Bears hire Ryan Pace from Saints as new general manager
Ryan Pace comes to the Chicago Bears with no experience as a general manager and no ties to the organization. What he does have is one big task on his hands.
His job: transform one of the NFL’s founding franchises back into a winner.
The Bears hired Pace as general manager Thursday to replace the fired Phil Emery, hoping he can rejuvenate a team that just missed the playoffs for the seventh time in eight years.
At 37, Pace becomes the sixth GM in team history and the youngest in the league at the moment.
He spent 14 seasons with the New Orleans Saints’ front office and helped build a Super Bowl champion. He was New Orleans’ director of player personnel the past two years, helping manage their pro and college scouting operations, and he served as the team’s director of pro scouting from 2007-12.
Pace will join a team coming off a miserable 5-11 season. The Bears quickly fell out of contention in the NFC North, costing Emery and coach Marc Trestman their jobs, and had all sorts of distractions derail a season that began with legitimate thoughts of a playoff berth.
The Bears also interviewed Kansas City Chiefs director of player personnel Chris Ballard, who spent 12 years in Chicago working under Emery and his predecessor Jerry Angelo, along with Tennessee Titans vice president of player personnel Lake Dawson and Houston Texans director of pro personnel Brian Gaine.

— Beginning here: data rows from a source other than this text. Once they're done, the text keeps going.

//! Administrative command handlers - cursor model
//!
//! A handler is created per request. The routing layer drives it with:
//! - `execute()`: Run the command and buffer its rows
//! - `next()`: Advance the cursor, false once exhausted
//! - `row_data()`: Read the row under the cursor
//! - `close()`: Release buffered rows

pub mod error;
pub mod parse;
pub mod row;

pub use error::{HandlerError, HandlerResult};
pub use parse::ParseHandler;
pub use row::ResultRow;

use async_trait::async_trait;

/// Lifecycle state of a command handler
#[derive(Debug, Clone, Copy, PartialEq, Eq)]
pub enum CommandState {
    Created,
    Initialized,
    Executed,
    RowAvailable,
    Exhausted,
    Failed,
    Closed,
}

impl CommandState {
    pub fn name(&self) -> &'static str {
        match self {
            CommandState::Created => "created",
            CommandState::Initialized => "initialized",
            CommandState::Executed => "executed",
            CommandState::RowAvailable => "row available",
            CommandState::Exhausted => "exhausted",
            CommandState::Failed => "failed",
            CommandState::Closed => "closed",
        }
    }
}

/// Command producing tabular row data
#[async_trait]
pub trait QueryableCommand: Send {
    /// Column names of the rows this command produces
    fn column_names(&self) -> &'static [&'static str];

    /// Run the command and buffer its result
    async fn execute(&mut self) -> HandlerResult<()>;

    /// Advance to the next row, returns false when there are no more rows
    fn next(&mut self) -> HandlerResult<bool>;

    /// Row under the cursor
    fn row_data(&self) -> HandlerResult<&ResultRow>;

    /// Release resources; the command cannot be used afterwards
    fn close(&mut self) -> HandlerResult<()>;
}

/// Execute a command and collect every row it yields, then close it
pub async fn collect_rows(command: &mut dyn QueryableCommand) -> HandlerResult<Vec<ResultRow>> {
    command.execute().await?;

    let mut rows = Vec::new();
    while command.next()? {
        rows.push(command.row_data()?.clone());
    }

    command.close()?;
    Ok(rows)
}
//! Database types (SQL dialects) understood by the proxy

use std::fmt;
use std::str::FromStr;

use serde::{Deserialize, Serialize};
use sqlparser::dialect::{
    AnsiDialect, Dialect, GenericDialect, MsSqlDialect, MySqlDialect, PostgreSqlDialect,
};

use super::error::SqlError;

/// SQL dialect a session speaks
///
/// The proxy speaks one front-end protocol per session; the dialect decides
/// which grammar is used to parse that session's SQL.
#[derive(Debug, Clone, Copy, PartialEq, Eq, Hash, PartialOrd, Ord, Serialize, Deserialize)]
pub enum DatabaseType {
    #[serde(rename = "MySQL")]
    MySql,
    #[serde(rename = "PostgreSQL")]
    PostgreSql,
    #[serde(rename = "openGauss")]
    OpenGauss,
    #[serde(rename = "SQLServer")]
    SqlServer,
    #[serde(rename = "SQL92")]
    Sql92,
    #[serde(rename = "H2")]
    H2,
}

impl DatabaseType {
    /// All supported database types, in display order
    pub const ALL: [DatabaseType; 6] = [
        DatabaseType::MySql,
        DatabaseType::PostgreSql,
        DatabaseType::OpenGauss,
        DatabaseType::SqlServer,
        DatabaseType::Sql92,
        DatabaseType::H2,
    ];

    /// Canonical name, as reported by sessions and accepted in configuration
    pub fn name(&self) -> &'static str {
        match self {
            DatabaseType::MySql => "MySQL",
            DatabaseType::PostgreSql => "PostgreSQL",
            DatabaseType::OpenGauss => "openGauss",
            DatabaseType::SqlServer => "SQLServer",
            DatabaseType::Sql92 => "SQL92",
            DatabaseType::H2 => "H2",
        }
    }

    /// Prefix of statement kind names, e.g. `MySQL` in `MySQLSelectStatement`
    pub fn statement_prefix(&self) -> &'static str {
        match self {
            DatabaseType::OpenGauss => "OpenGauss",
            other => other.name(),
        }
    }

    /// Grammar used to parse this dialect
    ///
    /// openGauss is PostgreSQL-compatible and H2 has no dedicated grammar,
    /// so it falls back to the generic one.
    pub fn grammar(&self) -> Box<dyn Dialect + Send + Sync> {
        match self {
            DatabaseType::MySql => Box::new(MySqlDialect {}),
            DatabaseType::PostgreSql | DatabaseType::OpenGauss => Box::new(PostgreSqlDialect {}),
            DatabaseType::SqlServer => Box::new(MsSqlDialect {}),
            DatabaseType::Sql92 => Box::new(AnsiDialect {}),
            DatabaseType::H2 => Box::new(GenericDialect {}),
        }
    }
}

impl fmt::Display for DatabaseType {
    fn fmt(&self, f: &mut fmt::Formatter<'_>) -> fmt::Result {
        f.write_str(self.name())
    }
}

impl FromStr for DatabaseType {
    type Err = SqlError;

    fn from_str(s: &str) -> Result<Self, Self::Err> {
        let name = s.trim();
        DatabaseType::ALL
            .into_iter()
            .find(|t| t.name().eq_ignore_ascii_case(name))
            .ok_or_else(|| SqlError::UnsupportedDialect(name.to_string()))
    }
}
//! Result row - an ordered collection of text cells

/// A row produced by an administrative command
#[derive(Debug, Clone, Default, PartialEq, Eq, Hash)]
pub struct ResultRow {
    values: Vec<String>,
}

impl ResultRow {
    /// Create a new row with the given values
    pub fn new(values: Vec<String>) -> Self {
        ResultRow { values }
    }

    /// Get the number of columns in this row
    pub fn len(&self) -> usize {
        self.values.len()
    }

    /// Check if the row is empty
    pub fn is_empty(&self) -> bool {
        self.values.is_empty()
    }

    /// Get a cell by index, returns None if out of bounds
    pub fn get(&self, index: usize) -> Option<&str> {
        self.values.get(index).map(String::as_str)
    }

    /// First cell
    pub fn first(&self) -> Option<&str> {
        self.get(0)
    }

    /// Last cell
    pub fn last(&self) -> Option<&str> {
        self.values.last().map(String::as_str)
    }

    /// Take ownership of values
    pub fn into_values(self) -> Vec<String> {
        self.values
    }

    /// Create an iterator over the cells
    pub fn iter(&self) -> impl Iterator<Item = &str> {
        self.values.iter().map(String::as_str)
    }
}

#[cfg(test)]
mod tests {
    use super::*;

    #[test]
    fn test_row_accessors() {
        let row = ResultRow::new(vec!["kind".to_string(), "{}".to_string()]);
        assert_eq!(row.len(), 2);
        assert_eq!(row.first(), Some("kind"));
        assert_eq!(row.last(), Some("{}"));
        assert_eq!(row.get(2), None);
        assert_eq!(row.iter().collect::<Vec<_>>(), vec!["kind", "{}"]);
    }

    #[test]
    fn test_empty_row() {
        let row = ResultRow::default();
        assert!(row.is_empty());
        assert_eq!(row.first(), None);
        assert_eq!(row.last(), None);
    }
}
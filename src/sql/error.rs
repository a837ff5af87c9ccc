//! SQL error types

use thiserror::Error;

use super::database_type::DatabaseType;

/// SQL layer errors
#[derive(Error, Debug, Clone, PartialEq, Eq)]
pub enum SqlError {
    /// No parser engine is bound for the dialect
    #[error("Unsupported dialect: {0}")]
    UnsupportedDialect(String),

    /// SQL text does not conform to the dialect's grammar
    #[error("You have an error in your SQL syntax: {message}")]
    Parse {
        database_type: DatabaseType,
        message: String,
    },

    /// Statement could not be converted to a document
    #[error("Serialization error: {0}")]
    Serialization(String),
}

impl SqlError {
    /// Create a parse error for the given dialect
    pub fn parse(database_type: DatabaseType, message: impl Into<String>) -> Self {
        SqlError::Parse {
            database_type,
            message: message.into(),
        }
    }

    /// Check whether this is a syntax error
    pub fn is_parse(&self) -> bool {
        matches!(self, SqlError::Parse { .. })
    }
}

impl From<serde_json::Error> for SqlError {
    fn from(err: serde_json::Error) -> Self {
        SqlError::Serialization(err.to_string())
    }
}

/// Result type for SQL operations
pub type SqlResult<T> = Result<T, SqlError>;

As for the coaching job, the Bears interviewed Arizona Cardinals defensive coordinator Todd Bowles on Thursday — and Pace was in on that session. Chicago has also interviewed Seattle defensive coordinator Dan Quinn and Denver offensive coordinator Adam Gase for that position.
The Bears must decide if they’re going to stick with quarterback Jay Cutler after the offense took a big step backward, and do something about a defense that has ranked among the league’s worst the past two years.
New Orleans general manager Mickey Loomis praised the hiring of Pace, calling him "an outstanding member" of the organization.
"He has been a key contributor in developing our roster throughout the past years," Loomis said. "We will miss Ryan and his wife Stephanie however we are excited that that they will be with an organization like the Chicago Bears, of which we have the highest regard."
Former Saints players Steve Gleason and Scott Fujita also had good things to say about Pace on Twitter.
"Ryan Pace GM Chicago Bears. Awesome guy. One of my all time favorite Saints personnel. Sad to see him leave NOLA. Good luck Ryan!" Gleason posted.
Fujita called him a "great guy, great hire."
Pace grew up in Texas and played defensive end at Eastern Illinois in the late 1990s. He has a daunting task as he tries to rebuild the team and win back fans after they stayed away from Soldier Field by the thousands late in the season.
Chicago has been to the playoffs just four times since the start of the 1995 season. Only Oakland (three), Houston (two) and Cleveland (one) have fewer appearances in that span.
The Bears thought they had a contender with a prolific offense returning intact and a rebuilt defense in tow. But little went right for Chicago.
Trestman, who was hired to get the most out of Cutler, even benched the highly paid quarterback in favor of Jimmy Clausen for the second-to-last game of the season against Detroit. Cutler wound up starting the final game after Clausen suffered a concussion against the Lions, adding another chapter to a season-long soap opera.
The Bears joined the 1923 Rochester Jeffersons as the only teams to give up 50 or more points in back-to-back games in losses to New England and Green Bay. Defensive end Lamarr Houston also suffered a season-ending knee injury celebrating a meaningless sack against the Patriots.
While the new general manager’s most immediate task is to find a coach, some big decisions about the roster loom. Topping that list is Cutler, who signed a $126 million, seven-year contract at the end of last season and then tied Philip Rivers for the league lead with 18 interceptions.
The deal, which guaranteed $54 million, makes him difficult if not impossible to trade. Another possibility is cutting him. Wide receiver Brandon Marshall’s future with the team is also in question even though he signed a three-year extension through 2017 last May.
And a defense that ranked among the league’s worst the past two years under coordinator Mel Tucker still needs a major upgrade. The overhaul that brought in Jared Allen among others last offseason did not pay off, and a spotty draft record by Emery and predecessor Jerry Angelo left the Bears lacking depth.